Copy every entry below, exactly and in full.

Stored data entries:
######

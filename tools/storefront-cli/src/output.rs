//! Output formatting for the CLI.

use console::style;
use storefront_commerce::catalog::CatalogProduct;

/// Output handler for CLI messages.
#[derive(Clone)]
pub struct Output {
    json: bool,
}

impl Output {
    /// Create a new output handler.
    pub fn new(json: bool) -> Self {
        Self { json }
    }

    /// Print an info message.
    pub fn info(&self, msg: &str) {
        if self.json {
            return;
        }
        println!("{} {}", style("ℹ").blue(), msg);
    }

    /// Print a success message.
    pub fn success(&self, msg: &str) {
        if self.json {
            return;
        }
        println!("{} {}", style("✓").green(), msg);
    }

    /// Print a warning message.
    pub fn warn(&self, msg: &str) {
        if self.json {
            return;
        }
        eprintln!("{} {}", style("⚠").yellow(), msg);
    }

    /// Print an error message.
    pub fn error(&self, msg: &str) {
        if self.json {
            eprintln!("{}", serde_json::json!({ "error": msg }));
            return;
        }
        eprintln!("{} {}", style("✗").red(), style(msg).red());
    }

    /// Print a header/title.
    pub fn header(&self, msg: &str) {
        if self.json {
            return;
        }
        println!("\n{}", style(msg).bold().underlined());
    }

    /// Print JSON output.
    pub fn json<T: serde::Serialize>(&self, value: &T) {
        if let Ok(json) = serde_json::to_string_pretty(value) {
            println!("{}", json);
        }
    }

    /// Print a key-value pair.
    pub fn kv(&self, key: &str, value: &str) {
        if self.json {
            return;
        }
        println!("  {}: {}", style(key).dim(), value);
    }

    /// Print a list item.
    pub fn list_item(&self, item: &str) {
        if self.json {
            return;
        }
        println!("  {} {}", style("•").dim(), item);
    }

    /// Print a table row.
    pub fn table_row(&self, cols: &[&str], widths: &[usize]) {
        if self.json {
            return;
        }
        let formatted: Vec<String> = cols
            .iter()
            .zip(widths.iter())
            .map(|(col, width)| format!("{:width$}", col, width = width))
            .collect();
        println!("  {}", formatted.join("  ").trim_end());
    }

    /// Print products as a table.
    pub fn product_table(&self, products: &[CatalogProduct]) {
        let widths = [6, 36, 16, 10, 6, 10];
        self.table_row(&["ID", "TITLE", "BRAND", "PRICE", "RATING", "STOCK"], &widths);
        for product in products {
            let id = product.id.to_string();
            let title = truncate(&product.title, widths[1]);
            let price = product.price.to_string();
            let rating = format!("{:.1}", product.rating);
            self.table_row(
                &[
                    &id,
                    &title,
                    product.brand.as_deref().unwrap_or("-"),
                    &price,
                    &rating,
                    &stock_badge(product.stock),
                ],
                &widths,
            );
        }
    }

    /// Check if JSON mode is enabled.
    pub fn is_json(&self) -> bool {
        self.json
    }
}

/// Stock badge as shown on product cards.
pub fn stock_badge(stock: i64) -> String {
    match stock {
        s if s <= 0 => style("out of stock").red().to_string(),
        s if s < 10 => style(format!("{} left", s)).yellow().to_string(),
        s => style(s.to_string()).green().to_string(),
    }
}

/// Shorten `text` to at most `max` characters.
pub fn truncate(text: &str, max: usize) -> String {
    if text.chars().count() <= max {
        return text.to_string();
    }
    let mut short: String = text.chars().take(max.saturating_sub(1)).collect();
    short.push('…');
    short
}

#[cfg(test)]
mod tests {
    use super::*;

    #[test]
    fn test_truncate() {
        assert_eq!(truncate("Lamp", 10), "Lamp");
        assert_eq!(truncate("Essence Mascara", 8), "Essence…");
    }

    #[test]
    fn test_stock_badge_text() {
        console::set_colors_enabled(false);
        assert_eq!(stock_badge(0), "out of stock");
        assert_eq!(stock_badge(3), "3 left");
        assert_eq!(stock_badge(42), "42");
    }
}
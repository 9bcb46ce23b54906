//! Product catalog module.
//!
//! Contains the product records returned by the catalog API, the queries
//! the storefront sends to it, and the [`CatalogService`] interface.

mod category;
mod product;
mod query;
mod service;

pub use category::Category;
pub use product::CatalogProduct;
pub use query::{CatalogPage, CatalogQuery, PageRequest, DEFAULT_PAGE_SIZE};
pub use service::{CatalogService, InMemoryCatalog};
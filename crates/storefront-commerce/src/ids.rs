//! Product identifiers.
//!
//! Catalog ids arrive as JSON numbers from the product API, but stored
//! carts and wishlists may carry string ids. Both forms are kept as-is:
//! `1` and `"1"` are different products.

use serde::{Deserialize, Serialize};
use std::fmt;
use std::str::FromStr;

/// A product identifier, numeric or textual.
#[derive(Debug, Clone, PartialEq, Eq, Hash, PartialOrd, Ord, Serialize, Deserialize)]
#[serde(untagged)]
pub enum ProductId {
    /// Numeric id, as issued by the catalog API.
    Number(i64),
    /// Any other id.
    Text(String),
}

impl ProductId {
    /// Create a textual ID.
    pub fn new(id: impl Into<String>) -> Self {
        ProductId::Text(id.into())
    }

    /// Parse user input, preferring the numeric form when it fits.
    pub fn parse(input: &str) -> Self {
        let input = input.trim();
        input
            .parse::<i64>()
            .map(ProductId::Number)
            .unwrap_or_else(|_| ProductId::Text(input.to_string()))
    }
}

impl fmt::Display for ProductId {
    fn fmt(&self, f: &mut fmt::Formatter<'_>) -> fmt::Result {
        match self {
            ProductId::Number(n) => write!(f, "{}", n),
            ProductId::Text(s) => write!(f, "{}", s),
        }
    }
}

impl FromStr for ProductId {
    type Err = std::convert::Infallible;

    fn from_str(s: &str) -> Result<Self, Self::Err> {
        Ok(Self::parse(s))
    }
}

impl From<i64> for ProductId {
    fn from(n: i64) -> Self {
        ProductId::Number(n)
    }
}

impl From<String> for ProductId {
    fn from(s: String) -> Self {
        ProductId::Text(s)
    }
}

impl From<&str> for ProductId {
    fn from(s: &str) -> Self {
        ProductId::Text(s.to_string())
    }
}

#[cfg(test)]
mod tests {
    use super::*;

    #[test]
    fn test_parse_prefers_number() {
        assert_eq!(ProductId::parse("42"), ProductId::Number(42));
        assert_eq!(ProductId::parse(" 42 "), ProductId::Number(42));
        assert_eq!(ProductId::parse("sku-42"), ProductId::new("sku-42"));
    }

    #[test]
    fn test_number_and_text_differ() {
        assert_ne!(ProductId::from(1), ProductId::from("1"));
    }

    #[test]
    fn test_untagged_json() {
        let ids: Vec<ProductId> = serde_json::from_str(r#"[1, "abc"]"#).unwrap();
        assert_eq!(ids, vec![ProductId::Number(1), ProductId::new("abc")]);
        assert_eq!(serde_json::to_string(&ids).unwrap(), r#"[1,"abc"]"#);
    }

    #[test]
    fn test_display() {
        assert_eq!(ProductId::from(7).to_string(), "7");
        assert_eq!(ProductId::new("x-1").to_string(), "x-1");
    }
}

######

§ **ANSWER SPACE**:
filename tools/storefront-cli/src/output.rs
//! Output formatting for the CLI.

use console::style;
use storefront_commerce::catalog::CatalogProduct;

/// Output handler for CLI messages.
#[derive(Clone)]
pub struct Output {
    json: bool,
}

impl Output {
    /// Create a new output handler.
    pub fn new(json: bool) -> Self {
        Self { json }
    }

    /// Print an info message.
    pub fn info(&self, msg: &str) {
        if self.json {
            return;
        }
        println!("{} {}", style("ℹ").blue(), msg);
    }

    /// Print a success message.
    pub fn success(&self, msg: &str) {
        if self.json {
            return;
        }
        println!("{} {}", style("✓").green(), msg);
    }

    /// Print a warning message.
    pub fn warn(&self, msg: &str) {
        if self.json {
            return;
        }
        eprintln!("{} {}", style("⚠").yellow(), msg);
    }

    /// Print an error message.
    pub fn error(&self, msg: &str) {
        if self.json {
            eprintln!("{}", serde_json::json!({ "error": msg }));
            return;
        }
        eprintln!("{} {}", style("✗").red(), style(msg).red());
    }

    /// Print a header/title.
    pub fn header(&self, msg: &str) {
        if self.json {
            return;
        }
        println!("\n{}", style(msg).bold().underlined());
    }

    /// Print JSON output.
    pub fn json<T: serde::Serialize>(&self, value: &T) {
        if let Ok(json) = serde_json::to_string_pretty(value) {
            println!("{}", json);
        }
    }

    /// Print a key-value pair.
    pub fn kv(&self, key: &str, value: &str) {
        if self.json {
            return;
        }
        println!("  {}: {}", style(key).dim(), value);
    }

    /// Print a list item.
    pub fn list_item(&self, item: &str) {
        if self.json {
            return;
        }
        println!("  {} {}", style("•").dim(), item);
    }

    /// Print a table row.
    pub fn table_row(&self, cols: &[&str], widths: &[usize]) {
        if self.json {
            return;
        }
        let formatted: Vec<String> = cols
            .iter()
            .zip(widths.iter())
            .map(|(col, width)| format!("{:width$}", col, width = width))
            .collect();
        println!("  {}", formatted.join("  ").trim_end());
    }

    /// Print products as a table.
    pub fn product_table(&self, products: &[CatalogProduct]) {
        let widths = [6, 36, 16, 10, 6, 10];
        self.table_row(&["ID", "TITLE", "BRAND", "PRICE", "RATING", "STOCK"], &widths);
        for product in products {
            let id = product.id.to_string();
            let title = truncate(&product.title, widths[1]);
            let price = product.price.to_string();
            let rating = format!("{:.1}", product.rating);
            self.table_row(
                &[
                    &id,
                    &title,
                    product.brand.as_deref().unwrap_or("-"),
                    &price,
                    &rating,
                    &stock_badge(product.stock),
                ],
                &widths,
            );
        }
    }

    /// Check if JSON mode is enabled.
    pub fn is_json(&self) -> bool {
        self.json
    }
}

/// Stock badge as shown on product cards.
pub fn stock_badge(stock: i64) -> String {
    match stock {
        s if s <= 0 => style("out of stock").red().to_string(),
        s if s < 10 => style(format!("{} left", s)).yellow().to_string(),
        s => style(s.to_string()).green().to_string(),
    }
}

/// Shorten `text` to at most `max` characters.
pub fn truncate(text: &str, max: usize) -> String {
    if text.chars().count() <= max {
        return text.to_string();
    }
    let mut short: String = text.chars().take(max.saturating_sub(1)).collect();
    short.push('…');
    short
}

#[cfg(test)]
mod tests {
    use super::*;

    #[test]
    fn test_truncate() {
        assert_eq!(truncate("Lamp", 10), "Lamp");
        assert_eq!(truncate("Essence Mascara", 8), "Essence…");
    }

    #[test]
    fn test_stock_badge_text() {
        console::set_colors_enabled(false);
        assert_eq!(stock_badge(0), "out of stock");
        assert_eq!(stock_badge(3), "3 left");
        assert_eq!(stock_badge(42), "42");
    }
}
repository 9bcb46ce23b54906
//! Product catalog module.
//!
//! Contains the product records returned by the catalog API, the queries
//! the storefront sends to it, and the [`CatalogService`] interface.

mod category;
mod product;
mod query;
mod service;

pub use category::Category;
pub use product::CatalogProduct;
pub use query::{CatalogPage, CatalogQuery, PageRequest, DEFAULT_PAGE_SIZE};
pub use service::{CatalogService, InMemoryCatalog};
filename crates/storefront-commerce/src/ids.rs
//! Product identifiers.
//!
//! Catalog ids arrive as JSON numbers from the product API, but stored
//! carts and wishlists may carry string ids. Both forms are kept as-is:
//! `1` and `"1"` are different products.

use serde::{Deserialize, Serialize};
use std::fmt;
use std::str::FromStr;

/// A product identifier, numeric or textual.
#[derive(Debug, Clone, PartialEq, Eq, Hash, PartialOrd, Ord, Serialize, Deserialize)]
#[serde(untagged)]
pub enum ProductId {
    /// Numeric id, as issued by the catalog API.
    Number(i64),
    /// Any other id.
    Text(String),
}

impl ProductId {
    /// Create a textual ID.
    pub fn new(id: impl Into<String>) -> Self {
        ProductId::Text(id.into())
    }

    /// Parse user input, preferring the numeric form when it fits.
    pub fn parse(input: &str) -> Self {
        let input = input.trim();
        input
            .parse::<i64>()
            .map(ProductId::Number)
            .unwrap_or_else(|_| ProductId::Text(input.to_string()))
    }
}

impl fmt::Display for ProductId {
    fn fmt(&self, f: &mut fmt::Formatter<'_>) -> fmt::Result {
        match self {
            ProductId::Number(n) => write!(f, "{}", n),
            ProductId::Text(s) => write!(f, "{}", s),
        }
    }
}

impl FromStr for ProductId {
    type Err = std::convert::Infallible;

    fn from_str(s: &str) -> Result<Self, Self::Err> {
        Ok(Self::parse(s))
    }
}

impl From<i64> for ProductId {
    fn from(n: i64) -> Self {
        ProductId::Number(n)
    }
}

impl From<String> for ProductId {
    fn from(s: String) -> Self {
        ProductId::Text(s)
    }
}

impl From<&str> for ProductId {
    fn from(s: &str) -> Self {
        ProductId::Text(s.to_string())
    }
}

#[cfg(test)]
mod tests {
    use super::*;

    #[test]
    fn test_parse_prefers_number() {
        assert_eq!(ProductId::parse("42"), ProductId::Number(42));
        assert_eq!(ProductId::parse(" 42 "), ProductId::Number(42));
        assert_eq!(ProductId::parse("sku-42"), ProductId::new("sku-42"));
    }

    #[test]
    fn test_number_and_text_differ() {
        assert_ne!(ProductId::from(1), ProductId::from("1"));
    }

    #[test]
    fn test_untagged_json() {
        let ids: Vec<ProductId> = serde_json::from_str(r#"[1, "abc"]"#).unwrap();
        assert_eq!(ids, vec![ProductId::Number(1), ProductId::new("abc")]);
        assert_eq!(serde_json::to_string(&ids).unwrap(), r#"[1,"abc"]"#);
    }

    #[test]
    fn test_display() {
        assert_eq!(ProductId::from(7).to_string(), "7");
        assert_eq!(ProductId::new("x-1").to_string(), "x-1");
    }
}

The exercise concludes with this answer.